Set down the lines below exactly as they stand, please. Go from the first through the one containing "let b = f64::from(b8) / 255.0;".
*** Opening Exercise data ***
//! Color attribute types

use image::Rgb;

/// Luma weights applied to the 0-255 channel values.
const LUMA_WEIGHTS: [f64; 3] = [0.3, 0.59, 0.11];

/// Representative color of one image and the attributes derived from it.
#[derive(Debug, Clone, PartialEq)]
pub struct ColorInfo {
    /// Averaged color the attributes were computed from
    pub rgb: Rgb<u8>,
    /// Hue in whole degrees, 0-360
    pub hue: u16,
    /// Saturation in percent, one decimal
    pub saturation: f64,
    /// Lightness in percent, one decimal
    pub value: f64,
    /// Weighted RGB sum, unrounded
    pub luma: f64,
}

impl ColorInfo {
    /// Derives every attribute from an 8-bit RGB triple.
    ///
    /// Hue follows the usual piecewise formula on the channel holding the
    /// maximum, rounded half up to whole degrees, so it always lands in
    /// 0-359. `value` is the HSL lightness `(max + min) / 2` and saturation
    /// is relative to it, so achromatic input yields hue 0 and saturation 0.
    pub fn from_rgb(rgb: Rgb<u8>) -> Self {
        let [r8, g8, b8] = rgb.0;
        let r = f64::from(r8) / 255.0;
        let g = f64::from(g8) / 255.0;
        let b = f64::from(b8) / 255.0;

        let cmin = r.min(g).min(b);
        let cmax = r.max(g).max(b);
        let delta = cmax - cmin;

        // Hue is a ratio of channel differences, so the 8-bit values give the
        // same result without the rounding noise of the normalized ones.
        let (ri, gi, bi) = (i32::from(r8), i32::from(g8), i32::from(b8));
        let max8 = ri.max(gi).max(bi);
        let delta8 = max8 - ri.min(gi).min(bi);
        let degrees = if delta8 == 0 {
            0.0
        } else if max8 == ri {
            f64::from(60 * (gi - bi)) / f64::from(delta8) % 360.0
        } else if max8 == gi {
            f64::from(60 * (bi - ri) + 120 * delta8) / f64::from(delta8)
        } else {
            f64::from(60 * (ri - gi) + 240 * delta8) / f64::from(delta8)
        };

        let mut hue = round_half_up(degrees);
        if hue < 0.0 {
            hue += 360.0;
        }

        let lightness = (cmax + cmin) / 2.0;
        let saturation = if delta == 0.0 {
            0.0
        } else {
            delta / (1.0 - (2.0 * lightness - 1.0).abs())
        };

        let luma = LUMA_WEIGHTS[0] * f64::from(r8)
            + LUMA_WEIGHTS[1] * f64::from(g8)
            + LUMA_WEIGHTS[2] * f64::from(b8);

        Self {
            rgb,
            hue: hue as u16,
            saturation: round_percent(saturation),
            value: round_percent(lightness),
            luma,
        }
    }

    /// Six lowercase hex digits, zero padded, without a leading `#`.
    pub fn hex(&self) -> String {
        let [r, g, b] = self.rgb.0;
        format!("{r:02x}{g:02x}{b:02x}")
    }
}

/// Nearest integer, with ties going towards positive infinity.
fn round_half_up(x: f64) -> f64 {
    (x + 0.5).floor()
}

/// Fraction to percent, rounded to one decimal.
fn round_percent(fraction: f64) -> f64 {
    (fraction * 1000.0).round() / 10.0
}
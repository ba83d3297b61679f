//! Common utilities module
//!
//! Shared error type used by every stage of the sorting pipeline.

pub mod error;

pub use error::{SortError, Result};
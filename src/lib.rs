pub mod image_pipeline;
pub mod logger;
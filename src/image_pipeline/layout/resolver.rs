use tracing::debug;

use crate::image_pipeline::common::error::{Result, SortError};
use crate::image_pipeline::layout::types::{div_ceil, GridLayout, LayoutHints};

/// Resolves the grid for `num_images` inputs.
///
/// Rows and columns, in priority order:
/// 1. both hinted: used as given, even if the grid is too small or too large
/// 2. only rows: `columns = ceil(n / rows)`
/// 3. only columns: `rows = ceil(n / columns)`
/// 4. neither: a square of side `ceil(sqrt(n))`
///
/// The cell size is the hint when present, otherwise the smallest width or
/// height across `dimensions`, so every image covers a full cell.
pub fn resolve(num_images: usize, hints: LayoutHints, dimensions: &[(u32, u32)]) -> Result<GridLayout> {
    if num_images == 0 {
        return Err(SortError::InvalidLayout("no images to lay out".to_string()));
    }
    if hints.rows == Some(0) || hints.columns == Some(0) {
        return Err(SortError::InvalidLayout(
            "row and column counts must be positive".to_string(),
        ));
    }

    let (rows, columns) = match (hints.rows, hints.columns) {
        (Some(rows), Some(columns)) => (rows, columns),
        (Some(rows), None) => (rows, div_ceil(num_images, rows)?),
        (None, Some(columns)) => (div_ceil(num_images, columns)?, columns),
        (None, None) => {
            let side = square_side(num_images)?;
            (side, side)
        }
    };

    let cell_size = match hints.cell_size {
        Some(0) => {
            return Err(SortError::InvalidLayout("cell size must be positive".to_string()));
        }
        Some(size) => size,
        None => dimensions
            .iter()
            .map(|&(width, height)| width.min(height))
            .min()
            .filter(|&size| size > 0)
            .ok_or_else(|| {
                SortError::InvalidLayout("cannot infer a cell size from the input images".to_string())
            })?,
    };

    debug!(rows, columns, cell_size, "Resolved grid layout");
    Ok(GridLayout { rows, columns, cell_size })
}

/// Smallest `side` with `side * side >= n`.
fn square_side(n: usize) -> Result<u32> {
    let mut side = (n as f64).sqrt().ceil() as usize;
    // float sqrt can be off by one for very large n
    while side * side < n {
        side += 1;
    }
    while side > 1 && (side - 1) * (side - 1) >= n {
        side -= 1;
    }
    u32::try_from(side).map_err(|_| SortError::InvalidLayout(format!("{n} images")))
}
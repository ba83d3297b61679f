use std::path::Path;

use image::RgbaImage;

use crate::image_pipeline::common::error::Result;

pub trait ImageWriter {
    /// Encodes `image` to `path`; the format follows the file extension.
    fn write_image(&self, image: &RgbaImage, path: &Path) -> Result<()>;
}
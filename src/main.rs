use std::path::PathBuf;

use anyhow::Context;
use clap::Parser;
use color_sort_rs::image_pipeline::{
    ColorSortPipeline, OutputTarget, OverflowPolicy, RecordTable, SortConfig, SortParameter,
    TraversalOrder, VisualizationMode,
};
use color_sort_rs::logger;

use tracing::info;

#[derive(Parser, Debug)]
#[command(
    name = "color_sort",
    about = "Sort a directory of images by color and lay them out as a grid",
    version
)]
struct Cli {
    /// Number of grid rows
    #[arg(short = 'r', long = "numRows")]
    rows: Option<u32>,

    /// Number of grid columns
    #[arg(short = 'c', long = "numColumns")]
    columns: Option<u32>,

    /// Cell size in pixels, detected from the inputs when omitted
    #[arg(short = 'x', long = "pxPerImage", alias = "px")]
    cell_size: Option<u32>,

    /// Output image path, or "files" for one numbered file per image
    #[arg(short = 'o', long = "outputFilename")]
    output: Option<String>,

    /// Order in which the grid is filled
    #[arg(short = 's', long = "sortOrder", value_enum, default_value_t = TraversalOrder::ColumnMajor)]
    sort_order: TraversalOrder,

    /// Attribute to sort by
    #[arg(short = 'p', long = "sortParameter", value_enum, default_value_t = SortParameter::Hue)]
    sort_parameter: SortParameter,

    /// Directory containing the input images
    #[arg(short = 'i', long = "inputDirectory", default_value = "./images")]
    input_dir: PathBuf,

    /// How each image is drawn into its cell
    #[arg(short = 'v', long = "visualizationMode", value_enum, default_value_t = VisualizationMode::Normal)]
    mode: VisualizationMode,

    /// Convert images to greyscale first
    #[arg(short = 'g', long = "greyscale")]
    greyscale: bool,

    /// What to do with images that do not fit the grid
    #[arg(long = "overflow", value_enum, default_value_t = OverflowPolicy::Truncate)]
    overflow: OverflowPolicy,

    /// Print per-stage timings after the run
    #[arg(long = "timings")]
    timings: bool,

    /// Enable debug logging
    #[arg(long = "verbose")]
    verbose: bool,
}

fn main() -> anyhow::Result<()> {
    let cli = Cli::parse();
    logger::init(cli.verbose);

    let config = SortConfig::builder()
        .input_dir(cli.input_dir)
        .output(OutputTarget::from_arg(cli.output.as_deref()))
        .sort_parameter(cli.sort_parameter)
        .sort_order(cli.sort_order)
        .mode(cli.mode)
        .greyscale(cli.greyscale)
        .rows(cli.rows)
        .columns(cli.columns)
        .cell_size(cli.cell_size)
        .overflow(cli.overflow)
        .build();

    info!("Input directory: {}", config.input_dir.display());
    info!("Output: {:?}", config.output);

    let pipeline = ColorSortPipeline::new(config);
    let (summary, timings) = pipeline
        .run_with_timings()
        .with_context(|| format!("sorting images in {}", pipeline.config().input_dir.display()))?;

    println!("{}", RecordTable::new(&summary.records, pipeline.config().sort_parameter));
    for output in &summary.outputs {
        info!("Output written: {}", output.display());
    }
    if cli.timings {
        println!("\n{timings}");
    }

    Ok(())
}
*** Closing Exercise data ***
Task response:
//! Color attribute types

use image::Rgb;

/// Luma weights applied to the 0-255 channel values.
const LUMA_WEIGHTS: [f64; 3] = [0.3, 0.59, 0.11];

/// Representative color of one image and the attributes derived from it.
#[derive(Debug, Clone, PartialEq)]
pub struct ColorInfo {
    /// Averaged color the attributes were computed from
    pub rgb: Rgb<u8>,
    /// Hue in whole degrees, 0-360
    pub hue: u16,
    /// Saturation in percent, one decimal
    pub saturation: f64,
    /// Lightness in percent, one decimal
    pub value: f64,
    /// Weighted RGB sum, unrounded
    pub luma: f64,
}

impl ColorInfo {
    /// Derives every attribute from an 8-bit RGB triple.
    ///
    /// Hue follows the usual piecewise formula on the channel holding the
    /// maximum, rounded half up to whole degrees, so it always lands in
    /// 0-359. `value` is the HSL lightness `(max + min) / 2` and saturation
    /// is relative to it, so achromatic input yields hue 0 and saturation 0.
    pub fn from_rgb(rgb: Rgb<u8>) -> Self {
        let [r8, g8, b8] = rgb.0;
        let r = f64::from(r8) / 255.0;
        let g = f64::from(g8) / 255.0;
        let b = f64::from(b8) / 255.0;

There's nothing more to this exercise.